No obstante, es ahora cuando se produce el renacer de la investigación de los Castros de la Serranía Norte, aparcados desde hace casi treinta años, tomando el testigo de los trabajos de Taracena en el terreno arqueológico Fernández Miranda, seguido de Ruiz Zapatero (1977), quien publica el Castro de las Espinillas de Valdeavellano de Tera, impulsándose nuevamente los estudios de la Edad del Hierro soriana que cuenta con la intensa labor investigadora desarrollada por el Museo Numantino y por otras nuevas instituciones creadas en estos momentos, como el Colegio Universitario de Soria. Jorge Juan Eiroa (1979) interviene en El Castillo de El Royo, recogiendo su secuencia estratigráfica, además de la publicar nuevos materiales inéditos hasta la fecha, a lo que se le sumó el primer análisis radiocarbónico, que sirvió para encuadrar con precisión la “Cultura Castreña”, que en buena medida coincidía con lo aportado por Taracena.
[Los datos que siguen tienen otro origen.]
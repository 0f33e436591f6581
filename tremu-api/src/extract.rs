/// Request extractors
///
/// - [`ValidatedJson`]: JSON body, whitespace-trimmed and checked with
///   `validator` before the handler runs
/// - [`parse_id`]: positive integer path ids
/// - [`double_option`]: PATCH fields where `null` means "clear"
///
/// Failures reject with [`ApiError`], so they use the standard envelope
/// instead of Axum's plain-text rejections.

use axum::{
    async_trait,
    extract::{FromRequest, Request},
    Json,
};
use serde::{de::DeserializeOwned, Deserialize, Deserializer};
use validator::Validate;

use crate::error::{ApiError, ApiResult};

/// Normalizes user input before validation
pub trait Trim {
    /// Trims surrounding whitespace from string fields
    fn trim(self) -> Self;
}

/// Trims an optional string, leaving `None` alone
pub fn trim_opt(value: Option<String>) -> Option<String> {
    value.map(|s| s.trim().to_string())
}

/// Deserializes a field that distinguishes absent from `null`
///
/// Use with `#[serde(default, deserialize_with = "double_option")]`:
/// absent gives `None`, `null` gives `Some(None)`.
pub fn double_option<'de, T, D>(deserializer: D) -> Result<Option<Option<T>>, D::Error>
where
    T: Deserialize<'de>,
    D: Deserializer<'de>,
{
    Option::<T>::deserialize(deserializer).map(Some)
}

/// JSON body that has been trimmed and validated
#[derive(Debug, Clone)]
pub struct ValidatedJson<T>(pub T);

#[async_trait]
impl<T, S> FromRequest<S> for ValidatedJson<T>
where
    T: DeserializeOwned + Validate + Trim,
    S: Send + Sync,
{
    type Rejection = ApiError;

    async fn from_request(req: Request, state: &S) -> Result<Self, Self::Rejection> {
        let Json(value) = Json::<T>::from_request(req, state).await?;
        let value = value.trim();
        value.validate()?;
        Ok(ValidatedJson(value))
    }
}

/// Parses a path segment as a row id
///
/// Ids are BIGSERIAL, so anything that is not a positive integer cannot
/// name a row.
pub fn parse_id(raw: &str, what: &str) -> ApiResult<i64> {
    match raw.parse::<i64>() {
        Ok(id) if id > 0 => Ok(id),
        _ => Err(ApiError::BadRequest(format!("Invalid {} id: {}", what, raw))),
    }
}
/// Middleware modules for the API server
///
/// - `auth`: JWT gate for every non-public route
/// - `security`: security response headers

pub mod auth;
pub mod security;
/// Input for creating a task
#[derive(Debug, Clone)]
pub struct CreateTask {
    /// Column to append to
    pub column_id: i64,

    /// Title
    pub title: String,

    /// Description
    pub description: Option<String>,

    /// Assignee; must already be a member of the board
    pub assigned_to_id: Option<i64>,
}

/// Partial update of a task's content
///
/// `description` distinguishes "leave alone" (`None`) from "clear"
/// (`Some(None)`).
#[derive(Debug, Clone, Default)]
pub struct UpdateTask {
    /// New title
    pub title: Option<String>,

    /// New description
    pub description: Option<Option<String>>,
}

/// Attempts at locking a task's columns before giving up with
/// [`ReorderError::Contended`]
pub const MAX_LOCK_ATTEMPTS: u32 = 5;

const TASK_COLUMNS: &str =
    "id, title, description, column_id, position, assigned_to_id, created_at, updated_at";
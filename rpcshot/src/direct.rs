// Copyright 2025 Oxide Computer Company
//! In-process client
//!
//! A [`DirectClient`] calls a controller living in the same process.  It has
//! the same open/close life cycle and the same instrumentation as
//! [`crate::RestClient`], so a client built on it can later be swapped for a
//! remote one without changing what is logged and counted.

use crate::commands::Commandable;
use crate::error::ApplicationError;
use crate::instrument::Counters;
use crate::instrument::InstrumentTiming;
use crate::instrument::Instrumentation;
use crate::instrument::Tracer;
use crate::instrument::VERB_CALL;
use crate::logging::component_logger;
use crate::parameters::Parameters;

use serde::de::DeserializeOwned;
use slog::Logger;
use std::future::Future;
use std::sync::atomic::AtomicBool;
use std::sync::atomic::Ordering;
use std::sync::Arc;

pub struct DirectClient<C: ?Sized> {
    controller: Option<Arc<C>>,
    log: Logger,
    instrumentation: Instrumentation,
    opened: AtomicBool,
}

impl<C: ?Sized> std::fmt::Debug for DirectClient<C> {
    fn fmt(&self, f: &mut std::fmt::Formatter<'_>) -> std::fmt::Result {
        f.debug_struct("DirectClient")
            .field("has_controller", &self.controller.is_some())
            .field("opened", &self.opened.load(Ordering::SeqCst))
            .finish_non_exhaustive()
    }
}

impl<C: ?Sized + Send + Sync> DirectClient<C> {
    /// Creates a client without a controller.  `name` identifies the client
    /// in logs and traces.
    pub fn new(log: &Logger, name: &str) -> Self {
        let log = component_logger(log, "DirectClient")
            .new(o!("name" => name.to_string()));
        let instrumentation = Instrumentation::new(&log, name);
        DirectClient {
            controller: None,
            log,
            instrumentation,
            opened: AtomicBool::new(false),
        }
    }

    pub fn with_controller(mut self, controller: Arc<C>) -> Self {
        self.controller = Some(controller);
        self
    }

    pub fn with_counters(mut self, counters: Arc<dyn Counters>) -> Self {
        self.instrumentation = self.instrumentation.with_counters(counters);
        self
    }

    pub fn with_tracer(mut self, tracer: Arc<dyn Tracer>) -> Self {
        self.instrumentation = self.instrumentation.with_tracer(tracer);
        self
    }

    pub fn log(&self) -> &Logger {
        &self.log
    }

    pub fn controller(&self) -> Result<&Arc<C>, ApplicationError> {
        self.controller.as_ref().ok_or_else(|| {
            ApplicationError::connection(
                "NO_CONTROLLER",
                "Controller reference is missing",
            )
        })
    }

    pub fn is_open(&self) -> bool {
        self.opened.load(Ordering::SeqCst)
    }

    /// Opens the client.  Fails with `NO_CONTROLLER` until a controller has
    /// been provided.
    pub async fn open(
        &self,
        correlation_id: Option<&str>,
    ) -> Result<(), ApplicationError> {
        if self.is_open() {
            return Ok(());
        }
        self.controller()
            .map_err(|e| e.with_correlation_id(correlation_id))?;
        if !self.opened.swap(true, Ordering::SeqCst) {
            info!(self.log, "opened direct client";
                "correlation_id" => correlation_id);
        }
        Ok(())
    }

    pub async fn close(
        &self,
        correlation_id: Option<&str>,
    ) -> Result<(), ApplicationError> {
        if self.opened.swap(false, Ordering::SeqCst) {
            info!(self.log, "closed direct client";
                "correlation_id" => correlation_id);
        }
        Ok(())
    }

    /// Starts instrumenting a call of operation `name`.
    pub fn instrument(
        &self,
        correlation_id: Option<&str>,
        name: &str,
    ) -> InstrumentTiming {
        self.instrumentation.instrument(correlation_id, name, VERB_CALL)
    }

    /// Runs `call` against the controller as an instrumented call of `name`.
    pub async fn instrument_call<T, F, Fut>(
        &self,
        correlation_id: Option<&str>,
        name: &str,
        call: F,
    ) -> Result<T, ApplicationError>
    where
        F: FnOnce(Arc<C>) -> Fut,
        Fut: Future<Output = Result<T, ApplicationError>>,
    {
        let controller = Arc::clone(
            self.controller()
                .map_err(|e| e.with_correlation_id(correlation_id))?,
        );
        self.instrumentation
            .instrument_call(correlation_id, name, VERB_CALL, call(controller))
            .await
    }
}

impl<C: Commandable + ?Sized> DirectClient<C> {
    /// Executes command `name` of the controller's command set and decodes
    /// its result as `T`.
    pub async fn call_command<T: DeserializeOwned>(
        &self,
        name: &str,
        correlation_id: Option<&str>,
        params: Option<Parameters>,
    ) -> Result<Option<T>, ApplicationError> {
        let result = self
            .instrument_call(correlation_id, name, |controller| async move {
                controller
                    .command_set()
                    .execute(correlation_id, name, params.unwrap_or_default())
                    .await
            })
            .await?;
        result
            .map(|value| {
                serde_json::from_value(value).map_err(|e| {
                    ApplicationError::unknown(
                        "BAD_RESPONSE",
                        "failed to decode command result",
                    )
                    .with_correlation_id(correlation_id)
                    .with_cause(e)
                })
            })
            .transpose()
    }
}
// Copyright 2025 Oxide Computer Company
//! Helpers that turn handler outcomes into HTTP responses
//!
//! Every sender takes the `Result` a handler or command produced.  Errors are
//! rendered as the JSON error body; a `None` result becomes an empty 204.

use crate::error::ApplicationError;
use crate::handler::HandlerResult;
use crate::http_util::CONTENT_TYPE_JSON;
use crate::Body;

use http::header;
use http::HeaderValue;
use http::StatusCode;
use hyper::Response;
use serde::Serialize;

fn json_response<T: Serialize + ?Sized>(
    status: StatusCode,
    value: &T,
) -> HandlerResult {
    let mut response = Response::new(Body::json(value)?);
    *response.status_mut() = status;
    response
        .headers_mut()
        .insert(header::CONTENT_TYPE, HeaderValue::from_static(CONTENT_TYPE_JSON));
    Ok(response)
}

/// 204 with no body.
pub fn empty_response() -> Response<Body> {
    let mut response = Response::new(Body::empty());
    *response.status_mut() = StatusCode::NO_CONTENT;
    response
}

/// 200 with `result` as JSON, or 204 if there is no result.
pub fn send_result<T: Serialize>(
    result: Result<Option<T>, ApplicationError>,
) -> HandlerResult {
    match result? {
        Some(value) => json_response(StatusCode::OK, &value),
        None => Ok(empty_response()),
    }
}

/// 201 with the created object as JSON, or 204 if nothing was created.
pub fn send_created_result<T: Serialize>(
    result: Result<Option<T>, ApplicationError>,
) -> HandlerResult {
    match result? {
        Some(value) => json_response(StatusCode::CREATED, &value),
        None => Ok(empty_response()),
    }
}

/// 200 with the deleted object as JSON, or 204 if nothing was deleted.
pub fn send_deleted_result<T: Serialize>(
    result: Result<Option<T>, ApplicationError>,
) -> HandlerResult {
    send_result(result)
}

/// 204 on success.
pub fn send_empty_result(result: Result<(), ApplicationError>) -> HandlerResult {
    result.map(|()| empty_response())
}

/// Renders `error` directly, without going through the endpoint's error path.
pub fn send_error(error: ApplicationError, request_id: &str) -> Response<Body> {
    error.into_response(request_id)
}
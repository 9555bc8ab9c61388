// Copyright 2025 Oxide Computer Company
//! Base for REST services
//!
//! A [`RestService`] is one logical service on an [`HttpEndpoint`].  Its
//! routes come from a [`RestServiceRegistrar`], a strategy object that the
//! service invokes whenever its endpoint opens.  The registrar sees a
//! [`ServiceRoutes`] view that prefixes the service's base route onto every
//! route it installs.
//!
//! The endpoint is either shared (handed in with
//! [`RestService::with_endpoint`] and opened by its owner) or, when none was
//! given, created by the service itself on first open and closed along with
//! it.

use crate::Body;
use crate::config::ConfigRestService;
use crate::connect::Discovery;
use crate::endpoint::HttpEndpoint;
use crate::endpoint::Registrable;
use crate::error::ApplicationError;
use crate::handler::HandlerResult;
use crate::handler::Interceptor;
use crate::handler::RequestContext;
use crate::http_util::CONTENT_TYPE_YAML;
use crate::instrument::Counters;
use crate::instrument::InstrumentTiming;
use crate::instrument::Instrumentation;
use crate::instrument::Tracer;
use crate::instrument::VERB_EXEC;
use crate::logging::component_logger;
use crate::schema::ObjectSchema;

use bytes::Bytes;
use camino::Utf8Path;
use http::header;
use http::HeaderValue;
use hyper::Response;
use slog::Logger;
use std::future::Future;
use std::sync::atomic::AtomicBool;
use std::sync::atomic::Ordering;
use std::sync::Arc;
use std::sync::Mutex;
use std::sync::MutexGuard;
use std::sync::PoisonError;

/// Installs the routes of a service.  Called each time the service's
/// endpoint opens.
pub trait RestServiceRegistrar: Send + Sync {
    fn register(&self, routes: &ServiceRoutes<'_>) -> Result<(), ApplicationError>;
}

impl<F> RestServiceRegistrar for F
where
    F: Fn(&ServiceRoutes<'_>) -> Result<(), ApplicationError> + Send + Sync,
{
    fn register(&self, routes: &ServiceRoutes<'_>) -> Result<(), ApplicationError> {
        self(routes)
    }
}

/// Collects the OpenAPI documents of many services, e.g. to serve a
/// Swagger UI.
pub trait SwaggerService: Send + Sync {
    fn register_open_api_spec(&self, base_route: &str, swagger_route: &str);
}

/// Prepends `base_route` to `route`.  An empty route is the base route
/// itself.
pub fn append_base_route(base_route: &str, route: &str) -> String {
    let route = if route.starts_with('/') {
        route.to_string()
    } else {
        format!("/{}", route)
    };
    let base_route = base_route.trim_end_matches('/');
    if base_route.is_empty() {
        return route;
    }
    if base_route.starts_with('/') {
        format!("{}{}", base_route, route)
    } else {
        format!("/{}{}", base_route, route)
    }
}

/// The part of a service that its endpoint calls back into.
#[derive(Clone)]
struct ServiceRegistration {
    config: ConfigRestService,
    log: Logger,
    instrumentation: Instrumentation,
    registrar: Arc<dyn RestServiceRegistrar>,
    swagger_service: Option<Arc<dyn SwaggerService>>,
}

impl Registrable for ServiceRegistration {
    fn register(&self, endpoint: &HttpEndpoint) -> Result<(), ApplicationError> {
        let routes = ServiceRoutes { endpoint, service: self };
        self.registrar.register(&routes)?;
        if let Some(path) = &self.config.swagger.path {
            routes.register_open_api_spec_from_file(path)?;
        }
        Ok(())
    }
}

/// Registration view handed to a [`RestServiceRegistrar`].
pub struct ServiceRoutes<'a> {
    endpoint: &'a HttpEndpoint,
    service: &'a ServiceRegistration,
}

impl<'a> ServiceRoutes<'a> {
    pub fn base_route(&self) -> &str {
        &self.service.config.base_route
    }

    pub fn config(&self) -> &ConfigRestService {
        &self.service.config
    }

    pub fn log(&self) -> &Logger {
        &self.service.log
    }

    /// The service's instrumentation, for handlers to clone.
    pub fn instrumentation(&self) -> &Instrumentation {
        &self.service.instrumentation
    }

    /// Starts instrumenting one execution of operation `name`.
    pub fn instrument(
        &self,
        correlation_id: Option<&str>,
        name: &str,
    ) -> InstrumentTiming {
        self.service.instrumentation.instrument(correlation_id, name, VERB_EXEC)
    }

    pub fn register_route<F, Fut>(
        &self,
        method: &str,
        route: &str,
        schema: Option<ObjectSchema>,
        handler: F,
    ) -> Result<(), ApplicationError>
    where
        F: Fn(RequestContext) -> Fut + Send + Sync + 'static,
        Fut: Future<Output = HandlerResult> + Send + 'static,
    {
        let route = append_base_route(self.base_route(), route);
        self.endpoint.register_route(method, &route, schema, handler)
    }

    pub fn register_route_with_auth<F, Fut>(
        &self,
        method: &str,
        route: &str,
        schema: Option<ObjectSchema>,
        authorize: Arc<dyn Interceptor>,
        handler: F,
    ) -> Result<(), ApplicationError>
    where
        F: Fn(RequestContext) -> Fut + Send + Sync + 'static,
        Fut: Future<Output = HandlerResult> + Send + 'static,
    {
        let route = append_base_route(self.base_route(), route);
        self.endpoint
            .register_route_with_auth(method, &route, schema, authorize, handler)
    }

    /// Installs `interceptor` for paths matching `route_pattern` below the
    /// base route.  The pattern is a regular expression.
    pub fn register_interceptor(
        &self,
        route_pattern: &str,
        interceptor: Arc<dyn Interceptor>,
    ) -> Result<(), ApplicationError> {
        let pattern = append_base_route(self.base_route(), route_pattern);
        self.endpoint.register_interceptor(&pattern, interceptor)
    }

    /// Serves `content` as the service's OpenAPI document at
    /// `<base_route>/<swagger.route>`.  Does nothing unless swagger is
    /// enabled.
    pub fn register_open_api_spec(
        &self,
        content: impl Into<Bytes>,
    ) -> Result<(), ApplicationError> {
        let swagger = &self.service.config.swagger;
        if !swagger.enable {
            return Ok(());
        }

        let content: Bytes = content.into();
        self.register_route("get", &swagger.route, None, move |_| {
            let content = content.clone();
            async move {
                let mut response = Response::new(Body::with_content(content));
                response.headers_mut().insert(
                    header::CONTENT_TYPE,
                    HeaderValue::from_static(CONTENT_TYPE_YAML),
                );
                Ok(response)
            }
        })?;

        if let Some(swagger_service) = &self.service.swagger_service {
            swagger_service
                .register_open_api_spec(self.base_route(), &swagger.route);
        }
        Ok(())
    }

    /// Like [`ServiceRoutes::register_open_api_spec`], with the document read
    /// from `path`.
    pub fn register_open_api_spec_from_file(
        &self,
        path: &Utf8Path,
    ) -> Result<(), ApplicationError> {
        let content = std::fs::read(path).map_err(|e| {
            error!(self.log(), "can't read swagger file"; "path" => %path,
                "error" => %e);
            ApplicationError::file(
                "CANNOT_READ_FILE",
                format!("failed to read OpenAPI document {}", path),
            )
            .with_cause(e)
        })?;
        self.register_open_api_spec(content)
    }
}

struct ServiceEndpoint {
    endpoint: Arc<HttpEndpoint>,
    /// created by (and closed with) this service
    local: bool,
}

/// A logical REST service.
pub struct RestService {
    registration: Arc<ServiceRegistration>,
    discovery: Option<Arc<dyn Discovery>>,
    endpoint: Mutex<Option<ServiceEndpoint>>,
    opened: AtomicBool,
    lifecycle: tokio::sync::Mutex<()>,
}

impl std::fmt::Debug for RestService {
    fn fmt(&self, f: &mut std::fmt::Formatter<'_>) -> std::fmt::Result {
        f.debug_struct("RestService")
            .field("base_route", &self.registration.config.base_route)
            .field("opened", &self.is_open())
            .finish_non_exhaustive()
    }
}

impl RestService {
    pub fn new(
        config: ConfigRestService,
        log: &Logger,
        registrar: Arc<dyn RestServiceRegistrar>,
    ) -> Self {
        let log = component_logger(log, "RestService")
            .new(o!("base_route" => config.base_route.clone()));
        let component = if config.base_route.is_empty() {
            "RestService".to_string()
        } else {
            config.base_route.clone()
        };
        let instrumentation = Instrumentation::new(&log, &component);
        RestService {
            registration: Arc::new(ServiceRegistration {
                config,
                log,
                instrumentation,
                registrar,
                swagger_service: None,
            }),
            discovery: None,
            endpoint: Mutex::new(None),
            opened: AtomicBool::new(false),
            lifecycle: tokio::sync::Mutex::new(()),
        }
    }

    /// Applies `f` to the registration.  A registration already queued on a
    /// shared endpoint is swapped for the updated one.
    fn configure<F>(mut self, f: F) -> Self
    where
        F: FnOnce(&mut ServiceRegistration),
    {
        let shared = self.endpoint();
        if let Some(endpoint) = &shared {
            endpoint.unregister(&self.registrable());
        }
        f(Arc::make_mut(&mut self.registration));
        if let Some(endpoint) = &shared {
            endpoint.register(self.registrable());
        }
        self
    }

    /// Reports counters for every operation this service instruments.
    pub fn with_counters(self, counters: Arc<dyn Counters>) -> Self {
        self.configure(|r| {
            r.instrumentation = r.instrumentation.clone().with_counters(counters)
        })
    }

    pub fn with_tracer(self, tracer: Arc<dyn Tracer>) -> Self {
        self.configure(|r| {
            r.instrumentation = r.instrumentation.clone().with_tracer(tracer)
        })
    }

    pub fn with_swagger_service(
        self,
        swagger_service: Arc<dyn SwaggerService>,
    ) -> Self {
        self.configure(|r| r.swagger_service = Some(swagger_service))
    }

    /// Discovery used by the endpoint this service creates for itself.
    pub fn with_discovery(mut self, discovery: Arc<dyn Discovery>) -> Self {
        self.discovery = Some(discovery);
        self
    }

    /// Shares `endpoint` with other services.  Its owner opens and closes it;
    /// this service only contributes routes.
    pub fn with_endpoint(self, endpoint: Arc<HttpEndpoint>) -> Self {
        endpoint.register(self.registrable());
        *self.endpoint_state() =
            Some(ServiceEndpoint { endpoint, local: false });
        self
    }

    fn registrable(&self) -> Arc<dyn Registrable> {
        Arc::clone(&self.registration) as Arc<dyn Registrable>
    }

    fn endpoint_state(&self) -> MutexGuard<'_, Option<ServiceEndpoint>> {
        self.endpoint.lock().unwrap_or_else(PoisonError::into_inner)
    }

    pub fn config(&self) -> &ConfigRestService {
        &self.registration.config
    }

    pub fn log(&self) -> &Logger {
        &self.registration.log
    }

    pub fn instrumentation(&self) -> &Instrumentation {
        &self.registration.instrumentation
    }

    /// The endpoint in use, if any.
    pub fn endpoint(&self) -> Option<Arc<HttpEndpoint>> {
        self.endpoint_state().as_ref().map(|e| Arc::clone(&e.endpoint))
    }

    pub fn is_open(&self) -> bool {
        self.opened.load(Ordering::SeqCst)
    }

    /// Opens the service, creating (and opening) a private endpoint if no
    /// shared one was provided.  Does nothing if already open.
    pub async fn open(
        &self,
        correlation_id: Option<&str>,
    ) -> Result<(), ApplicationError> {
        let _lifecycle = self.lifecycle.lock().await;
        if self.is_open() {
            return Ok(());
        }

        let (endpoint, local) = {
            let mut state = self.endpoint_state();
            let state = state.get_or_insert_with(|| {
                let mut endpoint = HttpEndpoint::new(
                    self.registration.config.endpoint.clone(),
                    self.log(),
                );
                if let Some(discovery) = &self.discovery {
                    endpoint = endpoint.with_discovery(Arc::clone(discovery));
                }
                endpoint.register(self.registrable());
                ServiceEndpoint { endpoint: Arc::new(endpoint), local: true }
            });
            (Arc::clone(&state.endpoint), state.local)
        };

        if local {
            endpoint.open(correlation_id).await?;
        }
        self.opened.store(true, Ordering::SeqCst);
        Ok(())
    }

    /// Closes the service and its private endpoint, if it has one.  Does
    /// nothing if already closed.
    pub async fn close(
        &self,
        correlation_id: Option<&str>,
    ) -> Result<(), ApplicationError> {
        let _lifecycle = self.lifecycle.lock().await;
        if !self.is_open() {
            return Ok(());
        }

        let endpoint = self
            .endpoint_state()
            .as_ref()
            .map(|e| (Arc::clone(&e.endpoint), e.local));
        let Some((endpoint, local)) = endpoint else {
            return Err(ApplicationError::invalid_state(
                "NO_ENDPOINT",
                "HTTP endpoint is missing",
            )
            .with_correlation_id(correlation_id));
        };

        self.opened.store(false, Ordering::SeqCst);
        if local {
            endpoint.close(correlation_id).await?;
        }
        Ok(())
    }

    /// Withdraws this service's routes from its endpoint (effective the next
    /// time the endpoint opens) and forgets the endpoint.
    pub fn detach(&self) {
        if let Some(state) = self.endpoint_state().take() {
            state.endpoint.unregister(&self.registrable());
        }
    }
}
Así pues, el incremento considerable de la documentación de este periodo se constata a partir de la publicación de nuevos yacimientos y lo que es más importante, aunque se siguen empleando términos como hallstattico, de clara vinculación foránea, comienza a tenerse en cuenta el sustrato local, aunque el viejo paradigma sigue imperando.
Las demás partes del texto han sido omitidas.